● **Work instructions**
The entries below contain a line with "self.param_category = category;" and a line with "pub fn build(&self)". Retype exactly everything from the first down to the second, both included, and nothing else.
*** Opening of Input material ***
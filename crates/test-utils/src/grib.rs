//! Synthetic GRIB2 messages.
//!
//! Creates minimal GRIB2 messages with a valid structure: sections 0, 1, 3
//! (template 3.0), 4 (template 4.0), 5 (template 5.0, 16-bit simple packing),
//! 6, 7 and the end marker. Values that are integers in a small range
//! round-trip exactly.

/// Build a minimal GRIB2 message.
#[derive(Debug, Clone)]
pub struct Grib2Builder {
    discipline: u8,
    center: u16,
    year: u16,
    month: u8,
    day: u8,
    hour: u8,
    ni: u32,
    nj: u32,
    param_category: u8,
    param_number: u8,
    level_type: u8,
    level_value: u32,
    forecast_hour: u32,
    data_values: Vec<f32>,
    bitmap: Option<Vec<bool>>,
    packing_template: u16,
}

impl Default for Grib2Builder {
    fn default() -> Self {
        Self::new()
    }
}

impl Grib2Builder {
    /// A 2 m temperature field on a 10x10 grid.
    pub fn new() -> Self {
        let ni = 10;
        let nj = 10;
        Self {
            discipline: 0,
            center: 98,
            year: 2020,
            month: 1,
            day: 1,
            hour: 0,
            ni,
            nj,
            param_category: 0,
            param_number: 0,
            level_type: 103,
            level_value: 2,
            forecast_hour: 0,
            data_values: vec![288.0; (ni * nj) as usize],
            bitmap: None,
            packing_template: 0,
        }
    }

    pub fn with_reference_time(mut self, year: u16, month: u8, day: u8, hour: u8) -> Self {
        self.year = year;
        self.month = month;
        self.day = day;
        self.hour = hour;
        self
    }

    /// Set the grid size, resetting data to zeros.
    pub fn with_grid(mut self, ni: u32, nj: u32) -> Self {
        self.ni = ni;
        self.nj = nj;
        self.data_values = vec![0.0; (ni * nj) as usize];
        self
    }

    pub fn with_parameter(mut self, category: u8, number: u8) -> Self {
        self.param_category = category;
        self.param_number = number;
        self
    }

    pub fn with_level(mut self, level_type: u8, level_value: u32) -> Self {
        self.level_type = level_type;
        self.level_value = level_value;
        self
    }

    pub fn with_forecast_hour(mut self, hour: u32) -> Self {
        self.forecast_hour = hour;
        self
    }

    pub fn with_constant_value(mut self, value: f32) -> Self {
        self.data_values = vec![value; (self.ni * self.nj) as usize];
        self
    }

    /// Set the values as a single row grid of `data.len()` points.
    pub fn with_values(mut self, data: Vec<f32>) -> Self {
        self.ni = data.len() as u32;
        self.nj = 1;
        self.data_values = data;
        self
    }

    /// Set the values, keeping the grid size.
    pub fn with_data(mut self, data: Vec<f32>) -> Self {
        self.data_values = data;
        self
    }

    /// Mark points as present (`true`) or missing. Missing points are not packed.
    pub fn with_bitmap(mut self, present: Vec<bool>) -> Self {
        self.bitmap = Some(present);
        self
    }

    /// Declare another data representation template (the data stays simple packed).
    pub fn with_packing_template(mut self, template: u16) -> Self {
        self.packing_template = template;
        self
    }

    /// Build the complete GRIB2 message bytes.
    pub fn build(&self) -> Vec<u8> {
        let present = self.present_values();
        let packing = Packing::for_values(&present);

        let sections = [
            self.build_section1(),
            self.build_section3(),
            self.build_section4(),
            self.build_section5(&packing, present.len() as u32),
            self.build_section6(),
            build_section7(&packing, &present),
        ];

        let message_length = 16 + sections.iter().map(Vec::len).sum::<usize>() + 4;

        let mut message = Vec::with_capacity(message_length);
        message.extend_from_slice(b"GRIB");
        message.extend_from_slice(&[0, 0]);
        message.push(self.discipline);
        message.push(2);
        message.extend_from_slice(&(message_length as u64).to_be_bytes());
        for section in &sections {
            message.extend_from_slice(section);
        }
        message.extend_from_slice(b"7777");
        message
    }

    fn present_values(&self) -> Vec<f32> {
        match &self.bitmap {
            Some(mask) => self
                .data_values
                .iter()
                .zip(mask)
                .filter(|(_, &p)| p)
                .map(|(&v, _)| v)
                .collect(),
            None => self.data_values.clone(),
        }
    }

    fn build_section1(&self) -> Vec<u8> {
        let mut section = Vec::new();
        section.extend_from_slice(&21u32.to_be_bytes());
        section.push(1);

        section.extend_from_slice(&self.center.to_be_bytes());
        section.extend_from_slice(&0u16.to_be_bytes()); // Sub-center
        section.push(2); // Master table version
        section.push(1); // Local table version
        section.push(1); // Start of forecast

        section.extend_from_slice(&self.year.to_be_bytes());
        section.push(self.month);
        section.push(self.day);
        section.push(self.hour);
        section.push(0);
        section.push(0);

        section.push(0); // Operational
        section.push(1); // Forecast
        section
    }

    fn build_section3(&self) -> Vec<u8> {
        let mut section = Vec::new();
        section.extend_from_slice(&(14u32 + 58).to_be_bytes());
        section.push(3);

        section.push(0);
        section.extend_from_slice(&(self.ni * self.nj).to_be_bytes());
        section.push(0);
        section.push(0);
        section.extend_from_slice(&0u16.to_be_bytes()); // Template 3.0

        section.push(6); // Spherical earth
        section.push(0);
        section.extend_from_slice(&0u32.to_be_bytes());
        section.push(0);
        section.extend_from_slice(&0u32.to_be_bytes());
        section.push(0);
        section.extend_from_slice(&0u32.to_be_bytes());

        section.extend_from_slice(&self.ni.to_be_bytes());
        section.extend_from_slice(&self.nj.to_be_bytes());
        section.extend_from_slice(&0u32.to_be_bytes());
        section.extend_from_slice(&0xFFFF_FFFFu32.to_be_bytes());

        section.extend_from_slice(&90_000_000i32.to_be_bytes()); // La1
        section.extend_from_slice(&0i32.to_be_bytes()); // Lo1
        section.push(48);
        section.extend_from_slice(&(-90_000_000i32).to_be_bytes()); // La2
        section.extend_from_slice(&359_000_000i32.to_be_bytes()); // Lo2
        section.extend_from_slice(&1_000_000u32.to_be_bytes());
        section.extend_from_slice(&1_000_000u32.to_be_bytes());
        section.push(0);
        section
    }

    fn build_section4(&self) -> Vec<u8> {
        let mut section = Vec::new();
        section.extend_from_slice(&34u32.to_be_bytes());
        section.push(4);

        section.extend_from_slice(&0u16.to_be_bytes());
        section.extend_from_slice(&0u16.to_be_bytes()); // Template 4.0

        section.push(self.param_category);
        section.push(self.param_number);
        section.push(2);
        section.push(0);
        section.push(0);
        section.extend_from_slice(&0u16.to_be_bytes());
        section.push(0);
        section.push(1); // Hours
        section.extend_from_slice(&self.forecast_hour.to_be_bytes());

        section.push(self.level_type);
        section.push(0);
        section.extend_from_slice(&self.level_value.to_be_bytes());

        section.push(255);
        section.push(0);
        section.extend_from_slice(&0u32.to_be_bytes());
        section
    }

    fn build_section5(&self, packing: &Packing, packed_count: u32) -> Vec<u8> {
        let mut section = Vec::new();
        section.extend_from_slice(&21u32.to_be_bytes());
        section.push(5);

        section.extend_from_slice(&packed_count.to_be_bytes());
        section.extend_from_slice(&self.packing_template.to_be_bytes());

        section.extend_from_slice(&packing.reference.to_be_bytes());
        section.extend_from_slice(&sign_magnitude(packing.binary_scale));
        section.extend_from_slice(&sign_magnitude(0));
        section.push(packing.bits);
        section.push(0);
        section
    }

    fn build_section6(&self) -> Vec<u8> {
        let mut section = Vec::new();
        match &self.bitmap {
            None => {
                section.extend_from_slice(&6u32.to_be_bytes());
                section.push(6);
                section.push(255);
            }
            Some(mask) => {
                let mut bits = vec![0u8; mask.len().div_ceil(8)];
                for (i, _) in mask.iter().enumerate().filter(|(_, &p)| p) {
                    bits[i / 8] |= 0x80 >> (i % 8);
                }
                section.extend_from_slice(&(6 + bits.len() as u32).to_be_bytes());
                section.push(6);
                section.push(0);
                section.extend_from_slice(&bits);
            }
        }
        section
    }
}

/// Simple packing parameters for a set of values.
struct Packing {
    reference: f32,
    binary_scale: i16,
    bits: u8,
}

impl Packing {
    fn for_values(values: &[f32]) -> Self {
        let (min_val, max_val) = values
            .iter()
            .fold((f32::INFINITY, f32::NEG_INFINITY), |(min, max), &v| {
                (min.min(v), max.max(v))
            });

        if values.is_empty() || max_val == min_val {
            return Self {
                reference: if values.is_empty() { 0.0 } else { min_val },
                binary_scale: 0,
                bits: 0,
            };
        }

        // range = 65535 * 2^E
        let range = max_val - min_val;
        Self {
            reference: min_val,
            binary_scale: (range / 65535.0).log2().ceil() as i16,
            bits: 16,
        }
    }
}

fn build_section7(packing: &Packing, values: &[f32]) -> Vec<u8> {
    let mut packed = Vec::new();
    if packing.bits == 16 {
        let scale = 2.0_f32.powi(packing.binary_scale as i32);
        for &v in values {
            let p = ((v - packing.reference) / scale).round() as u16;
            packed.extend_from_slice(&p.to_be_bytes());
        }
    }

    let mut section = Vec::with_capacity(5 + packed.len());
    section.extend_from_slice(&(5 + packed.len() as u32).to_be_bytes());
    section.push(7);
    section.extend_from_slice(&packed);
    section
}

/// GRIB2 signed 16-bit: sign bit plus magnitude.
fn sign_magnitude(value: i16) -> [u8; 2] {
    let magnitude = value.unsigned_abs() & 0x7FFF;
    let raw = if value < 0 { magnitude | 0x8000 } else { magnitude };
    raw.to_be_bytes()
}

#[cfg(test)]
mod tests {
    use super::*;

    #[test]
    fn test_build_message_framing() {
        let data = Grib2Builder::new().build();
        assert_eq!(&data[0..4], b"GRIB");
        assert_eq!(data[7], 2);
        assert_eq!(&data[data.len() - 4..], b"7777");

        let declared = u64::from_be_bytes(data[8..16].try_into().unwrap());
        assert_eq!(declared as usize, data.len());
    }

    #[test]
    fn test_constant_field_has_no_packed_data() {
        let data = Grib2Builder::new().with_constant_value(5.0).build();
        let sixteen_bit = Grib2Builder::new()
            .with_data((0..100).map(|i| i as f32).collect())
            .build();
        assert_eq!(sixteen_bit.len() - data.len(), 200);
    }

    #[test]
    fn test_sign_magnitude() {
        assert_eq!(sign_magnitude(-12), [0x80, 0x0C]);
        assert_eq!(sign_magnitude(3), [0x00, 0x03]);
    }

    #[test]
    fn test_bitmap_section_length() {
        let data = Grib2Builder::new()
            .with_values(vec![1.0, 2.0, 3.0])
            .with_bitmap(vec![true, false, true])
            .build();
        let plain = Grib2Builder::new().with_values(vec![1.0, 3.0, 3.0]).build();
        // One bitmap byte added, one packed value (2 bytes) fewer.
        assert_eq!(data.len() + 1, plain.len());
    }
}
*** Close of Input material ***
● **Written answer**
        self.param_category = category;
        self.param_number = number;
        self
    }

    pub fn with_level(mut self, level_type: u8, level_value: u32) -> Self {
        self.level_type = level_type;
        self.level_value = level_value;
        self
    }

    pub fn with_forecast_hour(mut self, hour: u32) -> Self {
        self.forecast_hour = hour;
        self
    }

    pub fn with_constant_value(mut self, value: f32) -> Self {
        self.data_values = vec![value; (self.ni * self.nj) as usize];
        self
    }

    /// Set the values as a single row grid of `data.len()` points.
    pub fn with_values(mut self, data: Vec<f32>) -> Self {
        self.ni = data.len() as u32;
        self.nj = 1;
        self.data_values = data;
        self
    }

    /// Set the values, keeping the grid size.
    pub fn with_data(mut self, data: Vec<f32>) -> Self {
        self.data_values = data;
        self
    }

    /// Mark points as present (`true`) or missing. Missing points are not packed.
    pub fn with_bitmap(mut self, present: Vec<bool>) -> Self {
        self.bitmap = Some(present);
        self
    }

    /// Declare another data representation template (the data stays simple packed).
    pub fn with_packing_template(mut self, template: u16) -> Self {
        self.packing_template = template;
        self
    }

    /// Build the complete GRIB2 message bytes.
    pub fn build(&self) -> Vec<u8> {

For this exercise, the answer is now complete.